** Exercise input follows **

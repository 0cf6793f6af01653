//! IPv4 address and prefix types.

use crate::ParseError;
use serde::{Deserialize, Serialize};
use std::fmt;
use std::net::Ipv4Addr;
use std::str::FromStr;

/// An IPv4 host address, as used for topology hosts and operator commands.
#[derive(Debug, Clone, Copy, PartialEq, Eq, Hash, PartialOrd, Ord, Serialize, Deserialize)]
#[serde(transparent)]
pub struct Ipv4Address(Ipv4Addr);

impl Ipv4Address {
    pub const fn new(a: u8, b: u8, c: u8, d: u8) -> Self {
        Self(Ipv4Addr::new(a, b, c, d))
    }

    pub const fn octets(&self) -> [u8; 4] {
        self.0.octets()
    }

    /// The address as a host-order integer.
    pub fn to_bits(&self) -> u32 {
        u32::from(self.0)
    }

    fn from_bits(bits: u32) -> Self {
        Self(Ipv4Addr::from(bits))
    }
}

impl FromStr for Ipv4Address {
    type Err = ParseError;

    /// Surrounding whitespace is ignored.
    fn from_str(s: &str) -> Result<Self, Self::Err> {
        match s.trim().parse::<Ipv4Addr>() {
            Ok(addr) => Ok(Self(addr)),
            Err(_) => Err(ParseError::InvalidIpAddress(s.to_string())),
        }
    }
}

impl fmt::Display for Ipv4Address {
    fn fmt(&self, f: &mut fmt::Formatter<'_>) -> fmt::Result {
        fmt::Display::fmt(&self.0, f)
    }
}

impl From<Ipv4Addr> for Ipv4Address {
    fn from(addr: Ipv4Addr) -> Self {
        Self(addr)
    }
}

/// An IPv4 prefix in CIDR notation, used as an LPM match key.
///
/// The stored address keeps whatever host bits it was created with; use
/// [`Ipv4Prefix::network`] for the masked network address.
#[derive(Debug, Clone, Copy, PartialEq, Eq, Hash, PartialOrd, Ord, Serialize, Deserialize)]
#[serde(try_from = "String", into = "String")]
pub struct Ipv4Prefix {
    address: Ipv4Address,
    prefix_len: u8,
}

impl Ipv4Prefix {
    /// Creates a new prefix.
    ///
    /// # Errors
    ///
    /// Returns an error if `prefix_len` is greater than 32.
    pub fn new(address: Ipv4Address, prefix_len: u8) -> Result<Self, ParseError> {
        if prefix_len > 32 {
            return Err(ParseError::InvalidIpPrefix(format!(
                "prefix length {} exceeds maximum 32",
                prefix_len
            )));
        }
        Ok(Ipv4Prefix {
            address,
            prefix_len,
        })
    }

    /// Creates the /32 prefix covering exactly `address`.
    pub const fn host(address: Ipv4Address) -> Self {
        Ipv4Prefix {
            address,
            prefix_len: 32,
        }
    }

    /// Parses either a bare address (taken as /32) or an interface address
    /// such as `10.0.0.1/24`.
    pub fn parse_interface(s: &str) -> Result<Self, ParseError> {
        if s.contains('/') {
            s.parse()
        } else {
            s.parse::<Ipv4Address>().map(Ipv4Prefix::host)
        }
    }

    pub const fn address(&self) -> Ipv4Address {
        self.address
    }

    pub const fn prefix_len(&self) -> u8 {
        self.prefix_len
    }

    pub const fn is_host_route(&self) -> bool {
        self.prefix_len == 32
    }

    pub fn is_default(&self) -> bool {
        self.prefix_len == 0
    }

    fn mask(&self) -> u32 {
        match self.prefix_len {
            0 => 0,
            len => u32::MAX << (32 - u32::from(len)),
        }
    }

    /// Returns the network address with host bits cleared.
    pub fn network(&self) -> Ipv4Address {
        Ipv4Address::from_bits(self.address.to_bits() & self.mask())
    }

    /// Returns true if `addr` falls inside this prefix.
    pub fn contains(&self, addr: Ipv4Address) -> bool {
        (addr.to_bits() & self.mask()) == (self.address.to_bits() & self.mask())
    }
}

impl fmt::Display for Ipv4Prefix {
    fn fmt(&self, f: &mut fmt::Formatter<'_>) -> fmt::Result {
        write!(f, "{}/{}", self.address, self.prefix_len)
    }
}

impl FromStr for Ipv4Prefix {
    type Err = ParseError;

    fn from_str(s: &str) -> Result<Self, Self::Err> {
        let (addr_str, len_str) = s
            .trim()
            .rsplit_once('/')
            .ok_or_else(|| ParseError::InvalidIpPrefix(s.to_string()))?;

        let address: Ipv4Address = addr_str
            .parse()
            .map_err(|_| ParseError::InvalidIpPrefix(s.to_string()))?;
        let prefix_len: u8 = len_str
            .parse()
            .map_err(|_| ParseError::InvalidIpPrefix(s.to_string()))?;

        Ipv4Prefix::new(address, prefix_len)
    }
}

impl TryFrom<String> for Ipv4Prefix {
    type Error = ParseError;

    fn try_from(s: String) -> Result<Self, Self::Error> {
        s.parse()
    }
}

impl From<Ipv4Prefix> for String {
    fn from(prefix: Ipv4Prefix) -> String {
        prefix.to_string()
    }
}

** End of Exercise input **

What to work on - Copy out the entries above exactly as given, starting at the top and ending with the line containing "pub fn to_bits(&self)"; include both and nothing more.

Solution below -
repository 0cf6793f6af01653
//! IPv4 address and prefix types.

use crate::ParseError;
use serde::{Deserialize, Serialize};
use std::fmt;
use std::net::Ipv4Addr;
use std::str::FromStr;

/// An IPv4 host address, as used for topology hosts and operator commands.
#[derive(Debug, Clone, Copy, PartialEq, Eq, Hash, PartialOrd, Ord, Serialize, Deserialize)]
#[serde(transparent)]
pub struct Ipv4Address(Ipv4Addr);

impl Ipv4Address {
    pub const fn new(a: u8, b: u8, c: u8, d: u8) -> Self {
        Self(Ipv4Addr::new(a, b, c, d))
    }

    pub const fn octets(&self) -> [u8; 4] {
        self.0.octets()
    }

    /// The address as a host-order integer.
    pub fn to_bits(&self) -> u32 {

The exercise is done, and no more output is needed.